不客氣地說,當我帶著滿腔難以壓抑的沖動和熱情讀完莫言這些新作后,從文學的角度說,我深深地失望了——從此后陸陸續續得到的其他讀者的反饋來看,大家的藝術感覺是比較一致的。而我自己更認為,莫言這些新作,雖然裡面隱隱約約地仍有高密鄉的影子,但此“高密鄉”已非彼“高密鄉”,他僅僅是在作品中生硬地借用了一下高密鄉的外殼而已﹔在題材上,莫言雖然仍關注現實,但“現實”已經被他強硬塞進了傳統現實小說創作的窠臼裡,顯得笨拙而無生機﹔至於語言,更是沒有了往日作品裡的洒脫和無羈,一詞一句都讓人感到畏手畏腳。
於是,許多讀者、作家和文學評論家們便以己之心度莫君之腹,酸溜溜地認為,莫言自從獲了諾貝爾文學獎,名利雙收,早墜入富貴溫柔鄉裡了,寫不出好作品是必然的﹔也有人認為,莫言獲獎后,心理負擔重了,患得患失,開始珍惜羽毛了,前怕狼后怕虎,作品自然少鋒芒了﹔更有人認為,莫言早些年憋足了勁寫作,透支了才華,現在,江郎才盡了……
客觀地說,莫言還是那個莫言,隻不過大家看獲諾獎后的莫言時,已經戴了有色眼鏡。葡萄酸的心理是一個頑疾,在許多人的觀念裡根深蒂固:你不是獲了大獎了嗎?我就看你能寫出什麼樣超人的作品來!倒是莫言先生自己一直很睿智,從得知獲獎消息開始,莫言先生就冷靜對待,認為“一個莫言拯救不了整個疲軟落寂的中國文學”,並對因獲獎而引起的各種喧囂表示“不勝煩憂”﹔前不久,莫言在一個論壇發言時,還在崇拜魯迅:“我現在越來越體會到,與其發表10部一般化的作品,不如發表一部比較好的作品。

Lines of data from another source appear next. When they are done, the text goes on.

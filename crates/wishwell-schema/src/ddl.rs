//! Dialect-specific DDL emission.
//!
//! Pure functions from the schema model to `CREATE TABLE` / `CREATE INDEX`
//! statements. Postgres and SQLite create indexes separately with
//! `IF NOT EXISTS` (including the partial unique indexes on `supports`);
//! MySQL has neither partial indexes nor `CREATE INDEX IF NOT EXISTS`, so
//! its keys are declared inline in the table definition.

use wishwell_sql::Dialect;

use crate::{Column, ColumnDefault, ColumnType, Index, Table, app_tables};

fn column_type_sql(dialect: Dialect, ty: ColumnType) -> String {
    match (dialect, ty) {
        (Dialect::Postgres, ColumnType::Serial) => "SERIAL".into(),
        (Dialect::Sqlite, ColumnType::Serial) => "INTEGER".into(),
        (Dialect::MySql, ColumnType::Serial) => "INT AUTO_INCREMENT".into(),

        (Dialect::MySql, ColumnType::Integer) => "INT".into(),
        (_, ColumnType::Integer) => "INTEGER".into(),

        (_, ColumnType::Text) => "TEXT".into(),
        (_, ColumnType::VarChar(n)) => format!("VARCHAR({n})"),

        (Dialect::Postgres, ColumnType::Timestamp) => "TIMESTAMPTZ".into(),
        // RFC 3339 text; the value layer parses it back.
        (Dialect::Sqlite, ColumnType::Timestamp) => "TEXT".into(),
        (Dialect::MySql, ColumnType::Timestamp) => "DATETIME".into(),
    }
}

fn column_default_sql(dialect: Dialect, default: ColumnDefault) -> String {
    match default {
        ColumnDefault::Int(n) => n.to_string(),
        ColumnDefault::Now => match dialect {
            Dialect::Postgres => "NOW()".into(),
            Dialect::Sqlite | Dialect::MySql => "CURRENT_TIMESTAMP".into(),
        },
    }
}

fn column_def_sql(dialect: Dialect, col: &Column) -> String {
    let mut def = format!(
        "    {} {}",
        dialect.quote_ident(col.name),
        column_type_sql(dialect, col.ty)
    );

    if col.primary_key {
        def.push_str(" PRIMARY KEY");
        // SQLite only auto-increments a column declared exactly as
        // INTEGER PRIMARY KEY AUTOINCREMENT.
        if col.ty == ColumnType::Serial && dialect == Dialect::Sqlite {
            def.push_str(" AUTOINCREMENT");
        }
    }

    if !col.nullable && !col.primary_key {
        def.push_str(" NOT NULL");
    }

    if col.unique && !col.primary_key {
        def.push_str(" UNIQUE");
    }

    if let Some(default) = col.default {
        def.push_str(&format!(" DEFAULT {}", column_default_sql(dialect, default)));
    }

    def
}

fn inline_key_sql(dialect: Dialect, idx: &Index) -> String {
    let kind = if idx.unique { "UNIQUE KEY" } else { "KEY" };
    let cols: Vec<String> = idx.columns.iter().map(|c| dialect.quote_ident(c)).collect();
    format!(
        "    {} {} ({})",
        kind,
        dialect.quote_ident(&idx.name),
        cols.join(", ")
    )
}

/// Generate the CREATE TABLE statement for a table.
pub fn create_table_sql(dialect: Dialect, table: &Table) -> String {
    let mut parts: Vec<String> = table
        .columns
        .iter()
        .map(|col| column_def_sql(dialect, col))
        .collect();

    // Foreign keys as table-level constraints; MySQL ignores the inline
    // column REFERENCES form.
    for col in &table.columns {
        if let Some(fk) = &col.references {
            let mut clause = format!(
                "    FOREIGN KEY ({}) REFERENCES {} ({})",
                dialect.quote_ident(col.name),
                dialect.quote_ident(fk.table),
                dialect.quote_ident(fk.column)
            );
            if let Some(action) = fk.on_delete {
                clause.push_str(&format!(" ON DELETE {}", action.as_sql()));
            }
            parts.push(clause);
        }
    }

    if dialect == Dialect::MySql {
        for idx in &table.indexes {
            parts.push(inline_key_sql(dialect, idx));
        }
    }

    format!(
        "CREATE TABLE IF NOT EXISTS {} (\n{}\n);",
        dialect.quote_ident(table.name),
        parts.join(",\n")
    )
}

/// Generate a CREATE INDEX statement for a table index.
///
/// Only meaningful for dialects that create indexes separately
/// (Postgres/SQLite); MySQL keys are inlined into the table definition.
pub fn create_index_sql(dialect: Dialect, table: &Table, idx: &Index) -> String {
    let unique = if idx.unique { "UNIQUE " } else { "" };
    let cols: Vec<String> = idx.columns.iter().map(|c| dialect.quote_ident(c)).collect();
    let where_clause = idx
        .where_clause
        .map(|w| format!(" WHERE {}", w))
        .unwrap_or_default();
    format!(
        "CREATE {}INDEX IF NOT EXISTS {} ON {} ({}){};",
        unique,
        dialect.quote_ident(&idx.name),
        dialect.quote_ident(table.name),
        cols.join(", "),
        where_clause
    )
}

/// Generate the full DDL for the four application tables in one string,
/// tables in dependency order, indexes after their table.
pub fn build_schema(dialect: Dialect) -> String {
    let mut statements: Vec<String> = Vec::new();
    for table in app_tables() {
        statements.push(create_table_sql(dialect, &table));
        if dialect != Dialect::MySql {
            for idx in &table.indexes {
                statements.push(create_index_sql(dialect, &table, idx));
            }
        }
    }
    statements.join("\n\n")
}
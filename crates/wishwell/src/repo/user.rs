//! User repository: Google-identity-backed accounts.

use chrono::{DateTime, Utc};
use wishwell_schema::tables;

use crate::Result;
use crate::error::Error;
use crate::executor::{QueryExecutor, SelectOptions};
use crate::row::Row;
use crate::value::Value;

/// Profile data delivered by the (out-of-scope) OAuth flow.
#[derive(Debug, Clone)]
pub struct GoogleProfile {
    pub google_id: String,
    pub display_name: String,
    pub email: Option<String>,
    pub picture: Option<String>,
}

/// A stored user row.
#[derive(Debug, Clone, PartialEq)]
pub struct UserRecord {
    pub id: i64,
    pub google_id: String,
    pub display_name: String,
    pub email: Option<String>,
    pub picture: Option<String>,
    pub created_at: DateTime<Utc>,
}

#[derive(Clone)]
pub struct UserRepository {
    exec: QueryExecutor,
}

impl UserRepository {
    pub fn new(exec: QueryExecutor) -> Self {
        Self { exec }
    }

    /// Register or refresh a user keyed on `google_id`.
    ///
    /// Registration is idempotent: the upsert refreshes profile fields on
    /// repeat sign-ins, and a duplicate-key race degrades to reading the
    /// row the other writer created.
    pub async fn find_or_create(&self, profile: &GoogleProfile) -> Result<UserRecord> {
        let upserted = self
            .exec
            .upsert(
                tables::USERS,
                &[
                    ("google_id", Value::from(profile.google_id.clone())),
                    ("display_name", Value::from(profile.display_name.clone())),
                    ("email", Value::from(profile.email.clone())),
                    ("picture", Value::from(profile.picture.clone())),
                    ("created_at", Value::from(Utc::now())),
                ],
                &["google_id"],
            )
            .await;
        match upserted {
            Ok(_) => {}
            Err(err) if err.is_duplicate_key() => {}
            Err(err) => return Err(err),
        }

        self.find_by_google_id(&profile.google_id)
            .await?
            .ok_or(Error::NotFound { what: "user" })
    }

    pub async fn find(&self, id: i64) -> Result<Option<UserRecord>> {
        let out = self
            .exec
            .select(
                tables::USERS,
                SelectOptions {
                    where_eq: vec![("id".into(), Value::from(id))],
                    limit: Some(1),
                    ..Default::default()
                },
            )
            .await?;
        out.rows.first().map(user_record_from_row).transpose()
    }

    pub async fn find_by_google_id(&self, google_id: &str) -> Result<Option<UserRecord>> {
        let out = self
            .exec
            .select(
                tables::USERS,
                SelectOptions {
                    where_eq: vec![("google_id".into(), Value::from(google_id))],
                    limit: Some(1),
                    ..Default::default()
                },
            )
            .await?;
        out.rows.first().map(user_record_from_row).transpose()
    }
}

fn user_record_from_row(row: &Row) -> Result<UserRecord> {
    Ok(UserRecord {
        id: row.try_i64("id")?,
        google_id: row.try_str("google_id")?.to_string(),
        display_name: row.try_str("display_name")?.to_string(),
        email: row.opt_str("email")?.map(str::to_string),
        picture: row.opt_str("picture")?.map(str::to_string),
        created_at: row.try_timestamp("created_at")?,
    })
}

我願意用我的全部作品換魯迅的一部短篇小說,如果能寫出一部類似《阿Q正傳》那樣在中國文學史上(有)地位的中篇(小說),那我會願意把我所有的小說都不要了。”就針對最新發表的作品,莫言自己也說:“先發一些戲劇、短篇(小說)和詩歌向讀者証明我沒有偷懶。”這種種的跡象都在表明,莫言並沒有認為自己的作品有多麼了不起,至少,莫言是真誠的,更是清醒的。
事實上,回到平常心態看問題,莫言寫出怎麼樣的作品都是正常的。任何一位作家的創作都不可能永遠保持著向上的勢頭,潮落了會漲,當然,漲了之后也會落,無可非議。不管莫言獲得過多麼巨大的榮譽,他也只是一位作家、只是一個有血有肉之軀,即使有一天,莫言再也寫不出作品了,也仍然是正常而又正常的事情,大可不必驚慌失措,就像我們曾經看過的一部電影《阿甘正傳》,正當大家對阿甘的跑步賦予了無上意義的時候,阿甘突然不想跑了,從此也就不跑了。